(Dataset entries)
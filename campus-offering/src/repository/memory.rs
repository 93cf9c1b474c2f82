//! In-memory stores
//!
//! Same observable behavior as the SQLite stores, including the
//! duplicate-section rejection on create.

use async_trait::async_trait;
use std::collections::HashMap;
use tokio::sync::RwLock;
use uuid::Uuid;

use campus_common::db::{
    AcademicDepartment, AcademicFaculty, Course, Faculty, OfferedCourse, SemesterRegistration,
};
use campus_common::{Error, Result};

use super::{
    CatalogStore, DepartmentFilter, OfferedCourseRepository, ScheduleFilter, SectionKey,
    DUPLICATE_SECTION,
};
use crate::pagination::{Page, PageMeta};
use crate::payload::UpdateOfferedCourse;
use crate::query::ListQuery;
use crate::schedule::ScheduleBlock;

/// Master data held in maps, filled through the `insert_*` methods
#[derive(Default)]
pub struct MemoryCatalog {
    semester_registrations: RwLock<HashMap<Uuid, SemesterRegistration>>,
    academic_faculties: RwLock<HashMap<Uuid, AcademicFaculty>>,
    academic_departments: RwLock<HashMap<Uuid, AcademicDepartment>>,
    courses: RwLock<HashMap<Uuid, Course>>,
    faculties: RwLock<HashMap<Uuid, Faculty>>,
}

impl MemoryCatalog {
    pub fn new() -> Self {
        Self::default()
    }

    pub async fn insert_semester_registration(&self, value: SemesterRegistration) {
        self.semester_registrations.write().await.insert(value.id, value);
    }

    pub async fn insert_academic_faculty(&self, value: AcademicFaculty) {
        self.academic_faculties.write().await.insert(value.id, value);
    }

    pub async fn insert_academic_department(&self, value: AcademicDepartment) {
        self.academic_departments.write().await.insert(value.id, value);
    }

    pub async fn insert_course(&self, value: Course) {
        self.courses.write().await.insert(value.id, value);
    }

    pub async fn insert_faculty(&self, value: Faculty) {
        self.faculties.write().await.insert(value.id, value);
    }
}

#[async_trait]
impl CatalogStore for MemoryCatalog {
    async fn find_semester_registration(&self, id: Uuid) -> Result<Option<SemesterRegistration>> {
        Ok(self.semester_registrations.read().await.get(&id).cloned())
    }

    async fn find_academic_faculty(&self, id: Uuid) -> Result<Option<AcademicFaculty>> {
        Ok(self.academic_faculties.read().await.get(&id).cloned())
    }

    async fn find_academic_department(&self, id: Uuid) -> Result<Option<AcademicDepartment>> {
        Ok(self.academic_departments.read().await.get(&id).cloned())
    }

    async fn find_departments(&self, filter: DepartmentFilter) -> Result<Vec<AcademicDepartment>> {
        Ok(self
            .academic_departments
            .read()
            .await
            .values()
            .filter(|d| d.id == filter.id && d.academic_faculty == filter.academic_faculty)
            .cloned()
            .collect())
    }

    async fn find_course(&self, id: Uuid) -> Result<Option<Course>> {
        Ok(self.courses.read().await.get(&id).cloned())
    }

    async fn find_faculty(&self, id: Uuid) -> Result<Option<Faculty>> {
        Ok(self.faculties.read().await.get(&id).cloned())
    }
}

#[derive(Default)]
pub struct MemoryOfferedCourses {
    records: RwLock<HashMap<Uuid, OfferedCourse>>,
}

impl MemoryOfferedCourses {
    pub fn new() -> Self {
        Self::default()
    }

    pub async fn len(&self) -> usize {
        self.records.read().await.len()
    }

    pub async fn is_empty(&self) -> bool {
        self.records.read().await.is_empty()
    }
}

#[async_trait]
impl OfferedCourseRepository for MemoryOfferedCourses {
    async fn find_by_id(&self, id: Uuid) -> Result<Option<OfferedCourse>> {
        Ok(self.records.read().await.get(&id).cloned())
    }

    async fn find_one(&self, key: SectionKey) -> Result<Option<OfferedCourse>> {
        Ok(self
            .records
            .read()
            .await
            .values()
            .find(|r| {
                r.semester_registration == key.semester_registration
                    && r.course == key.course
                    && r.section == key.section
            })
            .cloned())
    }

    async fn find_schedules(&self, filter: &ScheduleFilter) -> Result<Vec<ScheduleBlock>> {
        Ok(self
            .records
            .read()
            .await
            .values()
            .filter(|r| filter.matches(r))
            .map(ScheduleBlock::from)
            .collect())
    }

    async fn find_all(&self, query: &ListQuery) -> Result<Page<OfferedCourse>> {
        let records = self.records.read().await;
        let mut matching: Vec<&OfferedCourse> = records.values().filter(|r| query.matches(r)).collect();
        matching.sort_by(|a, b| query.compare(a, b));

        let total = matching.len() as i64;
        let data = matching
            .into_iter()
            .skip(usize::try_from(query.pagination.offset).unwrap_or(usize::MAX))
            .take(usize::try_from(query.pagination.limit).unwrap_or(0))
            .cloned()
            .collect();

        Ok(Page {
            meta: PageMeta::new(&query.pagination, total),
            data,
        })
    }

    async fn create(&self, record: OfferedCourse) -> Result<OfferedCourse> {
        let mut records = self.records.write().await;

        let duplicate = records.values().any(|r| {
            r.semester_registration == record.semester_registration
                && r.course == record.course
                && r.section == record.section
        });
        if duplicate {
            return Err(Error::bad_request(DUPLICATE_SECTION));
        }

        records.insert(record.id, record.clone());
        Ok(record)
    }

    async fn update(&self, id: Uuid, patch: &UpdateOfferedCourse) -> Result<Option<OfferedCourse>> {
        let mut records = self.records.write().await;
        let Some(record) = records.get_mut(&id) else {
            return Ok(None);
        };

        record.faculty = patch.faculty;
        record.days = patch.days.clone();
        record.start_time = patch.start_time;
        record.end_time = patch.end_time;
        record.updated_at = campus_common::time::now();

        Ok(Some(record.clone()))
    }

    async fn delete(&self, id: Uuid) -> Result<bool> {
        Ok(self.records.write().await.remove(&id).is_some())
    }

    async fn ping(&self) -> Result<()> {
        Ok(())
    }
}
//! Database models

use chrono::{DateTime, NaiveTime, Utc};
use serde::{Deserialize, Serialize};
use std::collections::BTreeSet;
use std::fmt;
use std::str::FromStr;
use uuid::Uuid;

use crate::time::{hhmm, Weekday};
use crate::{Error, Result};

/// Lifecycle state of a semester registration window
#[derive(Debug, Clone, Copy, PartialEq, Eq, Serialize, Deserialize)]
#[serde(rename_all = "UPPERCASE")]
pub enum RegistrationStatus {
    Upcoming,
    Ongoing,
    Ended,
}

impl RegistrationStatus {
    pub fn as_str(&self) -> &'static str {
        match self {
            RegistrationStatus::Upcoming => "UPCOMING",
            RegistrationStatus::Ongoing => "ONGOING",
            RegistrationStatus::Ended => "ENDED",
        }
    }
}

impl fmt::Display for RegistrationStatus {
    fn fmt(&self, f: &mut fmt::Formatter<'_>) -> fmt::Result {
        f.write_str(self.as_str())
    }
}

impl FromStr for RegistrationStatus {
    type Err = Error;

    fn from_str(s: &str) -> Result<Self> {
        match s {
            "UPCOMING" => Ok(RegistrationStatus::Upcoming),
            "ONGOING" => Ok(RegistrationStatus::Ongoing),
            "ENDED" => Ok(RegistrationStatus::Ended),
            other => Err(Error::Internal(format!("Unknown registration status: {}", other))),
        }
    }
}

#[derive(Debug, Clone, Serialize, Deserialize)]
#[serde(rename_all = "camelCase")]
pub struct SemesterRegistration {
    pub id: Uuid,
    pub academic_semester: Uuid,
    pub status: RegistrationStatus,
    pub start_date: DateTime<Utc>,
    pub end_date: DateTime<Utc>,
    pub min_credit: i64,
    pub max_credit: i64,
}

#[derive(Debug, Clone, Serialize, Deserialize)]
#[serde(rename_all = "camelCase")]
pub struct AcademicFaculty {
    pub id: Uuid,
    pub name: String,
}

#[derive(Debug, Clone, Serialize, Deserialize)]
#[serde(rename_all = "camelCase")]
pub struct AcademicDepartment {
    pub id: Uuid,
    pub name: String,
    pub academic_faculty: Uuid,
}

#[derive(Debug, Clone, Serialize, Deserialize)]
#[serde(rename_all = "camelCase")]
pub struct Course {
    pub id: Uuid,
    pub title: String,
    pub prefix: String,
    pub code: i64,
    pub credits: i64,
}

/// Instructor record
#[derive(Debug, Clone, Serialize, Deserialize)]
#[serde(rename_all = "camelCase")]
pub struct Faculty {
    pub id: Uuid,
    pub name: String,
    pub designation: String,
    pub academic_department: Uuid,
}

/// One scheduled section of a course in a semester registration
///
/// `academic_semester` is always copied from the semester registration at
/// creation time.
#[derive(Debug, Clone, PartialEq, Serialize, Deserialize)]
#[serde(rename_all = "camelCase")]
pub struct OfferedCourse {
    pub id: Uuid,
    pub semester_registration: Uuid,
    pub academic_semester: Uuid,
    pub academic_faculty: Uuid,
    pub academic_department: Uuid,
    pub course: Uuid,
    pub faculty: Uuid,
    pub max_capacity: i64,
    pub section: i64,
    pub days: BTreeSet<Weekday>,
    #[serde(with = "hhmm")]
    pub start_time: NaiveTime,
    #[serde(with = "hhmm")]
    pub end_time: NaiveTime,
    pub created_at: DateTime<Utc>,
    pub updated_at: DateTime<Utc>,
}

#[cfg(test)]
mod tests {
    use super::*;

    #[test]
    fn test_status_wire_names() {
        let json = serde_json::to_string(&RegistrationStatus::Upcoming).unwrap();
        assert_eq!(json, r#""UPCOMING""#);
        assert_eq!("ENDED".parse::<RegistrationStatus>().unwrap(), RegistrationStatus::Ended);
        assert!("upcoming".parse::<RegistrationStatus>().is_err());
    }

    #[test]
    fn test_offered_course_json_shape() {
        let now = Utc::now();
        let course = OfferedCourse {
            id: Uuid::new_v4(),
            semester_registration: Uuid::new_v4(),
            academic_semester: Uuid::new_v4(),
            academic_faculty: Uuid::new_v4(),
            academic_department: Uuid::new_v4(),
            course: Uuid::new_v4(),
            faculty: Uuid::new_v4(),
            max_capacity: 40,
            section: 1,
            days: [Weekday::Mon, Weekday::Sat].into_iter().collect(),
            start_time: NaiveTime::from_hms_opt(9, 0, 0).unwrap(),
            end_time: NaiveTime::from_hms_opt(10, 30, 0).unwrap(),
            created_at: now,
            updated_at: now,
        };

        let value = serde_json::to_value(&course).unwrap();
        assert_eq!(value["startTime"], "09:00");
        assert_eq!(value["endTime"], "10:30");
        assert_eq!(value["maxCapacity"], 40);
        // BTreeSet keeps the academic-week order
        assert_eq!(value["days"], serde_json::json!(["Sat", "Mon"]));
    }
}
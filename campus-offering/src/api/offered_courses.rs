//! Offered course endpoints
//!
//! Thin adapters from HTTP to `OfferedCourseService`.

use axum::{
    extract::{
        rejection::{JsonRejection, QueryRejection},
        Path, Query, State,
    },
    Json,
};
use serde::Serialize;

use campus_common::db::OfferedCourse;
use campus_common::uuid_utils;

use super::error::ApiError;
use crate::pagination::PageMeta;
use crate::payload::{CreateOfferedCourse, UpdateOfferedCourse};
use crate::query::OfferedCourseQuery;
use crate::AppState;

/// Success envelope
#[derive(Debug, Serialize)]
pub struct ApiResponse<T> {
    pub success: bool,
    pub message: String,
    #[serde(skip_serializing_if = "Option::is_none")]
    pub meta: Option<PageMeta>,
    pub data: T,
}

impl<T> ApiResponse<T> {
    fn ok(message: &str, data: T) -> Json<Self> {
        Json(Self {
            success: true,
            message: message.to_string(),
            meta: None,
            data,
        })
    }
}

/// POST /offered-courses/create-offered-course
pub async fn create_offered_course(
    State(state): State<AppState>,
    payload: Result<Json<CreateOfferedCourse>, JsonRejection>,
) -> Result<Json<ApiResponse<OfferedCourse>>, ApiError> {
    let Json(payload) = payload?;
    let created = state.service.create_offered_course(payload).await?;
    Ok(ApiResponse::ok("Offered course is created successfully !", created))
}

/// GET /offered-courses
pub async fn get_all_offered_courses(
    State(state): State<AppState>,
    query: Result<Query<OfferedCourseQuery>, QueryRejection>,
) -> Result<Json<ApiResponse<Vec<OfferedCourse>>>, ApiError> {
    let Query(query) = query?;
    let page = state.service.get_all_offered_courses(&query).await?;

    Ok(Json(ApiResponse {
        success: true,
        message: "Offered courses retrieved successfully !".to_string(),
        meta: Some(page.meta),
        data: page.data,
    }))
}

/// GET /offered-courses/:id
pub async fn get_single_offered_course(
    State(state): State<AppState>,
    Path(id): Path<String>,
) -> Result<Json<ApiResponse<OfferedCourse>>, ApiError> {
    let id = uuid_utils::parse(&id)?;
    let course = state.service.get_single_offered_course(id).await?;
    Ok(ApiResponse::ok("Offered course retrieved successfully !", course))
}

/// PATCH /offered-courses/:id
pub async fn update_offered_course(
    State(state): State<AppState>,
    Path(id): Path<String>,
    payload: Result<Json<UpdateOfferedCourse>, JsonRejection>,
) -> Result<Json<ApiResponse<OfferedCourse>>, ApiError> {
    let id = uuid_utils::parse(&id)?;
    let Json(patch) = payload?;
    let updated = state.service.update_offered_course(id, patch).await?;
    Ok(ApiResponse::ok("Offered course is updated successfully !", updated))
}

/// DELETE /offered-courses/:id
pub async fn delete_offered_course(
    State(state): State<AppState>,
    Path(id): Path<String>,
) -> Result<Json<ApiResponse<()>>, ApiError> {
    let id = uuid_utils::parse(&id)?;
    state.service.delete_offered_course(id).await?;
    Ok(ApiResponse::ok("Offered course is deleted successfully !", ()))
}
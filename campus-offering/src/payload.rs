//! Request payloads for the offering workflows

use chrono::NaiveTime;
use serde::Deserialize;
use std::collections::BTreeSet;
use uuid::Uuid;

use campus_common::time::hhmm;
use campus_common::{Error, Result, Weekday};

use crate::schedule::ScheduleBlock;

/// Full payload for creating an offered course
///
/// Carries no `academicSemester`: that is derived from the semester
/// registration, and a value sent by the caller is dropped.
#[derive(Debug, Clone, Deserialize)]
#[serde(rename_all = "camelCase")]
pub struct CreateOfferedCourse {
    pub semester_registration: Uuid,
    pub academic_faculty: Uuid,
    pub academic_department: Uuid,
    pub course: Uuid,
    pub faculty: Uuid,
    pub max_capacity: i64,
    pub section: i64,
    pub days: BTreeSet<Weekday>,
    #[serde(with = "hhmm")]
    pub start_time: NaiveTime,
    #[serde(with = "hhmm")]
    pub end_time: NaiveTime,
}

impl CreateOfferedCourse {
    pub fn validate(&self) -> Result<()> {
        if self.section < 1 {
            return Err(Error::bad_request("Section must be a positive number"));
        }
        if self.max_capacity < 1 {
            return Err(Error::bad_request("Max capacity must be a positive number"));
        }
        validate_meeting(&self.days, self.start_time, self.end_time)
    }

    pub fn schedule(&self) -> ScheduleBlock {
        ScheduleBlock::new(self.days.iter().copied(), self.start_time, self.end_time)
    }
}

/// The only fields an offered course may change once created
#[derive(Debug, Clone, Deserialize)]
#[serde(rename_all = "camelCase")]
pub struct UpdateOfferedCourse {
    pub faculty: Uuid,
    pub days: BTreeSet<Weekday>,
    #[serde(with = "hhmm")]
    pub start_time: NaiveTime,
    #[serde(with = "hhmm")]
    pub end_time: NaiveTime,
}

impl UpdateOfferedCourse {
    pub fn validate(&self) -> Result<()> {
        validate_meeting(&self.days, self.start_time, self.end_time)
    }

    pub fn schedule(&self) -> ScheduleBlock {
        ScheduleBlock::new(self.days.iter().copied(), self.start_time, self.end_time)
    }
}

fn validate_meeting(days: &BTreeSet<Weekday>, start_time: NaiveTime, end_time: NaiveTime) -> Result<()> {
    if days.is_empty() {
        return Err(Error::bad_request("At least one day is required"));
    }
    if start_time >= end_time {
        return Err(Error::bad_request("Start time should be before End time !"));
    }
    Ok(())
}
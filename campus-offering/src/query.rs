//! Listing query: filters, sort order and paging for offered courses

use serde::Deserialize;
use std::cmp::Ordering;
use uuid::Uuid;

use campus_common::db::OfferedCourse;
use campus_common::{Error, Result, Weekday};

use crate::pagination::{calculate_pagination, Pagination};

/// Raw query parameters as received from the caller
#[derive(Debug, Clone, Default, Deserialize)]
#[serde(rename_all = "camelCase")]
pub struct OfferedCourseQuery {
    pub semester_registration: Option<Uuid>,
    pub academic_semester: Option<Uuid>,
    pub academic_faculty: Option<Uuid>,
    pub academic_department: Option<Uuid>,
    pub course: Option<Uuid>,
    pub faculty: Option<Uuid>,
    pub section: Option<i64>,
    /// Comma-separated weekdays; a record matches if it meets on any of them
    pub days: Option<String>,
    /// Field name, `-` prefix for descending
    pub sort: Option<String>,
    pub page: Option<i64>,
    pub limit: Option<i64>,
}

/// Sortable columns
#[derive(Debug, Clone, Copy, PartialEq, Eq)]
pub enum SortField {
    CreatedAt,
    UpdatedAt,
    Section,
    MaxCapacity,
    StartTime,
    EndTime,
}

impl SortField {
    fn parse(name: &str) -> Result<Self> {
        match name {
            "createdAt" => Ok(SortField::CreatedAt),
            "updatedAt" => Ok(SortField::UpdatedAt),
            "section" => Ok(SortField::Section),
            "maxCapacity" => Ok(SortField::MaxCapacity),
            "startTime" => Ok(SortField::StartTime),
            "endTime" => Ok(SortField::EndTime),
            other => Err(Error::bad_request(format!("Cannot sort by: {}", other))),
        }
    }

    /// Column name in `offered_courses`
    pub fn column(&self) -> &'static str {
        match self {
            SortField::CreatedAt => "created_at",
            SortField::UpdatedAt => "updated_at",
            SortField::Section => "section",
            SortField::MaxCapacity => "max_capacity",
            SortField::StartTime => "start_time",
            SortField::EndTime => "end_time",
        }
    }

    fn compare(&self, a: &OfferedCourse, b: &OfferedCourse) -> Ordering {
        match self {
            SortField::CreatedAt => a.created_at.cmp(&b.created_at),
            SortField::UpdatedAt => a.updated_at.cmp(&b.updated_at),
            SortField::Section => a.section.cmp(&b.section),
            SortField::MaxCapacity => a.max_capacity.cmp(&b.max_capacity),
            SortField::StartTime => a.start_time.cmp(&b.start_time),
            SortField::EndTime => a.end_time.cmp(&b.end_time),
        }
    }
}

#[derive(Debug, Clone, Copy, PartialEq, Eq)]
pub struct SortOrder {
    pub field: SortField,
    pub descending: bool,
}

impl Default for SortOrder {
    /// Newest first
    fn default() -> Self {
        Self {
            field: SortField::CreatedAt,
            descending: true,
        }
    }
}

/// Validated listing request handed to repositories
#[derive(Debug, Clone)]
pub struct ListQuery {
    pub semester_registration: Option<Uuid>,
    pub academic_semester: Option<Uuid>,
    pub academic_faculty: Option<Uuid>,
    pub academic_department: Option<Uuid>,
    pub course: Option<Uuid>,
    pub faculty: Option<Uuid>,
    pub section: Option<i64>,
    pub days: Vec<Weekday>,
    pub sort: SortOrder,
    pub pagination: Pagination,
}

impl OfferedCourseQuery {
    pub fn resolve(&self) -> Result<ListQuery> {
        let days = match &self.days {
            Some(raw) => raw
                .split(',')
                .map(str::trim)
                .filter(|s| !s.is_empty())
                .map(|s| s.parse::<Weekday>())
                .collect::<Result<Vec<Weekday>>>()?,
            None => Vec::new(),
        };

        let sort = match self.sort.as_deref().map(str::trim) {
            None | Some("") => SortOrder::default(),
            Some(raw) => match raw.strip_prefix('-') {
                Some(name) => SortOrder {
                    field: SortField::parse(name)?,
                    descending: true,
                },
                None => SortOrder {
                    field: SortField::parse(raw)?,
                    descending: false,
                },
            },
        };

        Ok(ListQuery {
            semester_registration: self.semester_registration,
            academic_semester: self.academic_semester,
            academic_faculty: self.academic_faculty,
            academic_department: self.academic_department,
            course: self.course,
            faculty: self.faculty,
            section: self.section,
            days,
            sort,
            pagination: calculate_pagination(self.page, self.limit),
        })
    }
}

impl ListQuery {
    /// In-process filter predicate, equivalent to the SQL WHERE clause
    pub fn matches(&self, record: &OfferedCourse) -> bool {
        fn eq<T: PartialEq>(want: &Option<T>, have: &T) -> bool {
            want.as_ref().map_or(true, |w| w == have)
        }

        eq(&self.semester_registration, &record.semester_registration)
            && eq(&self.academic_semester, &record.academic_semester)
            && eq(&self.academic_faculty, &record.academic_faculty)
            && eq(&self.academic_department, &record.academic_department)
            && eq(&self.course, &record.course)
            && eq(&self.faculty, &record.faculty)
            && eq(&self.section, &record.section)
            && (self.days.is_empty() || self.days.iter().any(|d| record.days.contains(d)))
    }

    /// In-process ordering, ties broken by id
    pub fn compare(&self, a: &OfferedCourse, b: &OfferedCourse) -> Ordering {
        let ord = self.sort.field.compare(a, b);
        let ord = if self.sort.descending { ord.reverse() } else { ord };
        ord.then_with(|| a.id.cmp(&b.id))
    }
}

▶ **Problem description**:
List, from the entries above, every line in which the word "have" shows up.

▶ **Exercise result**:
        fn eq<T: PartialEq>(want: &Option<T>, have: &T) -> bool {
            want.as_ref().map_or(true, |w| w == have)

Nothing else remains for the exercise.